Ordinary language philosophy is closer to pragmatism than other philosophy of language because of its nominalist character (although Peirce's pragmatism is not nominalist[14]) and because it takes the broader functioning of language in an environment as its focus instead of investigating abstract relations between language and world.

Pragmatism has ties to process philosophy. Much of the classical pragmatists' work developed in dialogue with process philosophers such as Henri Bergson and Alfred North Whitehead, who aren't usually considered pragmatists because they differ so much on other points.[48] Nonetheless, philosopher Donovan Irven argues there's a strong connection between Henri Bergson, pragmatist William James, and the existentialist Jean-Paul Sartre regarding their theories of truth.[49]

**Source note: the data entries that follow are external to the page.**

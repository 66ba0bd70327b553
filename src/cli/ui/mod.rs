mod lines_view;
mod painter;
mod snapshot_view;
mod table;

pub(crate) use self::lines_view::LinesView;
pub(crate) use self::painter::Painter;
pub(crate) use self::snapshot_view::{SnapshotView, model_label};
pub(crate) use self::table::Table;
use std::time::Duration;

use thiserror::Error;
use tokio::time::Instant;
use tracing::{debug, trace};

use crate::detect::Generation;
use crate::state::{DecodedUpdate, LineData, Measurements};
use crate::utils::format_hex;

use super::{ProtocolCodec, read_i32_be};

/// Size of one Gen1 notification chunk.
pub const GEN1_CHUNK_LEN: usize = 20;
/// Size of one assembled Gen1 frame.
pub const GEN1_FRAME_LEN: usize = 40;
/// Leading bytes of every valid Gen1 frame.
pub const GEN1_FRAME_HEADER: [u8; 3] = [0x01, 0x03, 0x20];
/// Age after which a pending first chunk is discarded.
pub const GEN1_CHUNK_TIMEOUT: Duration = Duration::from_secs(1);

const OFFSET_VOLTAGE: usize = 3;
const OFFSET_CURRENT: usize = 7;
const OFFSET_POWER: usize = 11;
const OFFSET_ENERGY: usize = 15;
const OFFSET_ERROR: usize = 19;
const OFFSET_FREQUENCY: usize = 31;
const OFFSET_LINE_MARKER: usize = 37;
const LINE_MARKER_LEN: usize = 3;
const SCALE_ELECTRICAL: f64 = 10_000.0;
const SCALE_FREQUENCY: f64 = 100.0;

/// Errors returned when assembling or decoding Gen1 frames.
#[derive(Debug, Error, Clone, Eq, PartialEq)]
pub enum AssemblerError {
    /// The frame is shorter than the fixed 40-byte layout.
    #[error(
        "gen1 frame is too short: expected {expected} bytes, got {actual}",
        expected = GEN1_FRAME_LEN
    )]
    FrameTooShort { actual: usize },
    /// The frame does not start with `01 03 20`.
    #[error("gen1 frame header mismatch: got {}", format_hex(actual))]
    BadHeader { actual: [u8; 3] },
}

/// Decodes one assembled 40-byte Gen1 frame.
///
/// # Errors
///
/// Returns an error when the frame is shorter than 40 bytes or carries a header
/// other than `01 03 20`.
///
/// ```
/// use hughes::{DecodedUpdate, decode_gen1_frame};
///
/// let mut frame = [0_u8; 40];
/// frame[..3].copy_from_slice(&[0x01, 0x03, 0x20]);
/// frame[3..7].copy_from_slice(&1_200_000_i32.to_be_bytes());
/// frame[31..35].copy_from_slice(&6_000_i32.to_be_bytes());
///
/// let DecodedUpdate::Gen1 { line, is_line2 } = decode_gen1_frame(&frame)? else {
///     unreachable!("gen1 frames always decode into gen1 updates");
/// };
/// assert_eq!(120.0, line.voltage());
/// assert_eq!(60.0, line.frequency());
/// assert!(!is_line2);
/// # Ok::<(), hughes::AssemblerError>(())
/// ```
pub fn decode_gen1_frame(frame: &[u8]) -> Result<DecodedUpdate, AssemblerError> {
    if frame.len() < GEN1_FRAME_LEN {
        return Err(AssemblerError::FrameTooShort {
            actual: frame.len(),
        });
    }

    let header = [frame[0], frame[1], frame[2]];
    if header != GEN1_FRAME_HEADER {
        return Err(AssemblerError::BadHeader { actual: header });
    }

    let measurements = Measurements {
        voltage: f64::from(read_i32_be(frame, OFFSET_VOLTAGE)) / SCALE_ELECTRICAL,
        current: f64::from(read_i32_be(frame, OFFSET_CURRENT)) / SCALE_ELECTRICAL,
        power: f64::from(read_i32_be(frame, OFFSET_POWER)) / SCALE_ELECTRICAL,
        energy: f64::from(read_i32_be(frame, OFFSET_ENERGY)) / SCALE_ELECTRICAL,
        frequency: f64::from(read_i32_be(frame, OFFSET_FREQUENCY)) / SCALE_FREQUENCY,
    };
    let is_line2 = frame[OFFSET_LINE_MARKER..OFFSET_LINE_MARKER + LINE_MARKER_LEN]
        .iter()
        .any(|byte| *byte != 0);

    Ok(DecodedUpdate::Gen1 {
        line: LineData::gen1(measurements, frame[OFFSET_ERROR]),
        is_line2,
    })
}

/// Pairs consecutive 20-byte Gen1 notifications into 40-byte frames.
#[derive(Debug, Default)]
pub struct Gen1FrameAssembler {
    pending: Option<(Vec<u8>, Instant)>,
}

impl Gen1FrameAssembler {
    /// Creates an empty assembler.
    #[must_use]
    pub fn new() -> Self {
        Self::default()
    }

    /// Feeds one notification chunk received at `now`.
    ///
    /// Returns `Ok(None)` while waiting for the second half of a frame. A
    /// completed candidate always clears the pending slot, so a bad frame never
    /// poisons the next pair.
    ///
    /// # Errors
    ///
    /// Returns an error when a completed candidate frame fails validation.
    ///
    /// ```
    /// use hughes::Gen1FrameAssembler;
    /// use tokio::time::Instant;
    ///
    /// let mut frame = [0_u8; 40];
    /// frame[..3].copy_from_slice(&[0x01, 0x03, 0x20]);
    ///
    /// let mut assembler = Gen1FrameAssembler::new();
    /// let now = Instant::now();
    /// assert!(assembler.feed(&frame[..20], now)?.is_none());
    /// assert!(assembler.feed(&frame[20..], now)?.is_some());
    /// # Ok::<(), hughes::AssemblerError>(())
    /// ```
    pub fn feed(
        &mut self,
        chunk: &[u8],
        now: Instant,
    ) -> Result<Option<DecodedUpdate>, AssemblerError> {
        if chunk.len() != GEN1_CHUNK_LEN {
            debug!(
                chunk_len = chunk.len(),
                expected = GEN1_CHUNK_LEN,
                "unexpected gen1 chunk size, storing as first half"
            );
            self.pending = Some((chunk.to_vec(), now));
            return Ok(None);
        }

        let Some((first, received_at)) = self.pending.take() else {
            trace!("stored first gen1 chunk");
            self.pending = Some((chunk.to_vec(), now));
            return Ok(None);
        };

        let age = now.saturating_duration_since(received_at);
        if age > GEN1_CHUNK_TIMEOUT {
            debug!(
                age_ms = age.as_millis(),
                "pending gen1 chunk expired, storing current chunk as first half"
            );
            self.pending = Some((chunk.to_vec(), now));
            return Ok(None);
        }

        let mut frame = first;
        frame.extend_from_slice(chunk);
        decode_gen1_frame(&frame).map(Some)
    }

    /// Discards any pending first half.
    pub fn reset(&mut self) {
        self.pending = None;
    }

    /// Returns whether a first half is waiting for its pair.
    #[must_use]
    pub fn has_pending(&self) -> bool {
        self.pending.is_some()
    }
}

/// Gen1 codec: decode only.
#[derive(Debug, Default)]
pub struct Gen1Codec {
    assembler: Gen1FrameAssembler,
}

impl ProtocolCodec for Gen1Codec {
    fn generation(&self) -> Generation {
        Generation::Gen1
    }

    fn ingest(&mut self, chunk: &[u8], now: Instant) -> Vec<DecodedUpdate> {
        match self.assembler.feed(chunk, now) {
            Ok(update) => update.into_iter().collect(),
            Err(error) => {
                debug!(%error, "discarding gen1 frame");
                Vec::new()
            }
        }
    }

    fn reset(&mut self) {
        self.assembler.reset();
    }
}

#[cfg(test)]
mod tests {
    use assert_matches::assert_matches;
    use pretty_assertions::assert_eq;
    use rstest::rstest;

    use super::*;

    fn frame(voltage: i32, current: i32, power: i32, energy: i32, frequency: i32) -> [u8; 40] {
        let mut frame = [0_u8; 40];
        frame[..3].copy_from_slice(&GEN1_FRAME_HEADER);
        frame[3..7].copy_from_slice(&voltage.to_be_bytes());
        frame[7..11].copy_from_slice(&current.to_be_bytes());
        frame[11..15].copy_from_slice(&power.to_be_bytes());
        frame[15..19].copy_from_slice(&energy.to_be_bytes());
        frame[31..35].copy_from_slice(&frequency.to_be_bytes());
        frame
    }

    fn standard_frame() -> [u8; 40] {
        frame(1_205_000, 152_500, 18_376_250, 1_234_500, 5_998)
    }

    #[test]
    fn decode_scales_all_measurements() {
        let mut raw = standard_frame();
        raw[OFFSET_ERROR] = 8;

        let decoded = decode_gen1_frame(&raw).expect("valid frame should decode");
        let DecodedUpdate::Gen1 { line, is_line2 } = decoded else {
            panic!("gen1 frames decode into gen1 updates");
        };
        assert_eq!(120.5, line.voltage());
        assert_eq!(15.25, line.current());
        assert_eq!(1837.625, line.power());
        assert_eq!(123.45, line.energy());
        assert_eq!(59.98, line.frequency());
        assert_eq!(8, line.error_code());
        assert_eq!("Lost Ground", line.error_text());
        assert!(!is_line2);
    }

    #[rstest]
    #[case([0, 0, 0], false)]
    #[case([0, 0, 1], true)]
    #[case([0xFF, 0, 0], true)]
    fn decode_reads_line_marker(#[case] marker: [u8; 3], #[case] expected: bool) {
        let mut raw = standard_frame();
        raw[37..40].copy_from_slice(&marker);
        assert_matches!(
            decode_gen1_frame(&raw),
            Ok(DecodedUpdate::Gen1 { is_line2, .. }) if is_line2 == expected
        );
    }

    #[test]
    fn decode_rejects_bad_header() {
        let mut raw = standard_frame();
        raw[2] = 0x21;
        assert_matches!(
            decode_gen1_frame(&raw),
            Err(AssemblerError::BadHeader {
                actual: [0x01, 0x03, 0x21]
            })
        );
    }

    #[test]
    fn decode_rejects_short_frame() {
        assert_matches!(
            decode_gen1_frame(&[0x01, 0x03, 0x20]),
            Err(AssemblerError::FrameTooShort { actual: 3 })
        );
    }

    #[test]
    fn decode_handles_negative_values() {
        let raw = frame(-10_000, 0, 0, 0, 0);
        assert_matches!(
            decode_gen1_frame(&raw),
            Ok(DecodedUpdate::Gen1 { line, .. }) if line.voltage() == -1.0
        );
    }

    #[test]
    fn assembler_pairs_two_chunks() {
        let raw = standard_frame();
        let now = Instant::now();
        let mut assembler = Gen1FrameAssembler::new();

        assert_eq!(None, assembler.feed(&raw[..20], now).expect("first half"));
        assert!(assembler.has_pending());
        let decoded = assembler
            .feed(&raw[20..], now + Duration::from_millis(50))
            .expect("valid pair should decode");
        assert!(decoded.is_some());
        assert!(!assembler.has_pending());
    }

    #[test]
    fn assembler_bad_pair_then_valid_pair_yields_only_valid() {
        let mut bad = standard_frame();
        bad[0] = 0x00;
        let good = standard_frame();
        let now = Instant::now();
        let mut assembler = Gen1FrameAssembler::new();

        assembler.feed(&bad[..20], now).expect("first half");
        assert_matches!(
            assembler.feed(&bad[20..], now),
            Err(AssemblerError::BadHeader { .. })
        );
        assert!(!assembler.has_pending());

        assert_eq!(None, assembler.feed(&good[..20], now).expect("first half"));
        assert_matches!(assembler.feed(&good[20..], now), Ok(Some(_)));
    }

    #[test]
    fn assembler_expires_stale_first_half() {
        let raw = standard_frame();
        let start = Instant::now();
        let mut assembler = Gen1FrameAssembler::new();

        assembler.feed(&raw[..20], start).expect("first half");
        let later = start + GEN1_CHUNK_TIMEOUT + Duration::from_millis(1);
        assert_eq!(
            None,
            assembler.feed(&raw[..20], later).expect("stale pair is dropped")
        );
        assert_matches!(
            assembler.feed(&raw[20..], later + Duration::from_millis(10)),
            Ok(Some(DecodedUpdate::Gen1 { .. }))
        );
    }

    #[test]
    fn assembler_accepts_pair_exactly_at_timeout() {
        let raw = standard_frame();
        let start = Instant::now();
        let mut assembler = Gen1FrameAssembler::new();

        assembler.feed(&raw[..20], start).expect("first half");
        assert_matches!(
            assembler.feed(&raw[20..], start + GEN1_CHUNK_TIMEOUT),
            Ok(Some(_))
        );
    }

    #[test]
    fn assembler_stores_odd_sized_chunk_as_first_half() {
        let now = Instant::now();
        let mut assembler = Gen1FrameAssembler::new();

        assert_eq!(None, assembler.feed(&[0x01; 7], now).expect("odd chunk"));
        assert!(assembler.has_pending());
        assert_matches!(
            assembler.feed(&[0x00; 20], now),
            Err(AssemblerError::FrameTooShort { actual: 27 })
        );
    }

    #[test]
    fn codec_swallows_protocol_errors() {
        let mut bad = standard_frame();
        bad[1] = 0x00;
        let now = Instant::now();
        let mut codec = Gen1Codec::default();

        assert_eq!(Vec::<DecodedUpdate>::new(), codec.ingest(&bad[..20], now));
        assert_eq!(Vec::<DecodedUpdate>::new(), codec.ingest(&bad[20..], now));

        let good = standard_frame();
        codec.ingest(&good[..20], now);
        assert_eq!(1, codec.ingest(&good[20..], now).len());
    }

    #[test]
    fn codec_reset_drops_pending_half() {
        let raw = standard_frame();
        let now = Instant::now();
        let mut codec = Gen1Codec::default();

        codec.ingest(&raw[..20], now);
        codec.reset();
        assert!(codec.ingest(&raw[20..], now).is_empty());
    }
}
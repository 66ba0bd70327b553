use std::sync::OnceLock;

use opentelemetry::global;
use opentelemetry::trace::TracerProvider as _;
use tracing_opentelemetry::OpenTelemetryLayer;
use tracing_subscriber::EnvFilter;
use tracing_subscriber::Layer;
use tracing_subscriber::filter::LevelFilter;
use tracing_subscriber::fmt;
use tracing_subscriber::layer::SubscriberExt;
use tracing_subscriber::util::SubscriberInitExt;

use crate::error::TelemetryError;

static TRACING_INITIALISED: OnceLock<Result<(), TelemetryError>> = OnceLock::new();

/// Initialises structured logging and OpenTelemetry tracing support.
///
/// Only the first call configures the subscriber; later calls return the
/// first outcome.
pub(crate) fn initialise_tracing(
    service_name: &str,
    interactive_terminal: bool,
    level_override: Option<LevelFilter>,
) -> Result<(), &'static TelemetryError> {
    TRACING_INITIALISED
        .get_or_init(|| initialise_tracing_once(service_name, interactive_terminal, level_override))
        .as_ref()
        .copied()
}

fn initialise_tracing_once(
    service_name: &str,
    interactive_terminal: bool,
    level_override: Option<LevelFilter>,
) -> Result<(), TelemetryError> {
    let tracer_provider = opentelemetry_sdk::trace::SdkTracerProvider::builder().build();
    let tracer = tracer_provider.tracer(service_name.to_owned());
    global::set_tracer_provider(tracer_provider);

    let log_filter = log_filter(level_override);

    if interactive_terminal {
        tracing_subscriber::registry()
            .with(
                fmt::layer()
                    .pretty()
                    .with_target(false)
                    .with_writer(std::io::stderr)
                    .with_filter(log_filter),
            )
            .with(OpenTelemetryLayer::new(tracer))
            .try_init()?;
    } else {
        tracing_subscriber::registry()
            .with(
                fmt::layer()
                    .json()
                    .with_target(false)
                    .with_writer(std::io::stderr)
                    .with_filter(log_filter),
            )
            .with(OpenTelemetryLayer::new(tracer))
            .try_init()?;
    }

    Ok(())
}

fn log_filter(level_override: Option<LevelFilter>) -> EnvFilter {
    match level_override {
        Some(level) => EnvFilter::new(level.to_string()),
        None => EnvFilter::try_from_default_env().unwrap_or_else(|_| EnvFilter::new("warn")),
    }
}

#[cfg(test)]
mod tests {
    use pretty_assertions::assert_eq;

    use super::*;

    #[test]
    fn explicit_level_overrides_environment() {
        assert_eq!("debug", log_filter(Some(LevelFilter::DEBUG)).to_string());
    }
}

Behaviorism and functionalism in psychology and sociology also have ties to pragmatism, which is not surprising considering that James and Dewey were both scholars of psychology and that Mead became a sociologist.

Pragmatism emphasizes the connection between thought and action. Applied fields like public administration,[50] political science,[51] leadership studies,[52] international relations,[53] conflict resolution,[54] and research methodology[55] have incorporated the tenets of pragmatism in their field. Often this connection is made using Dewey and Addams's expansive notion of democracy.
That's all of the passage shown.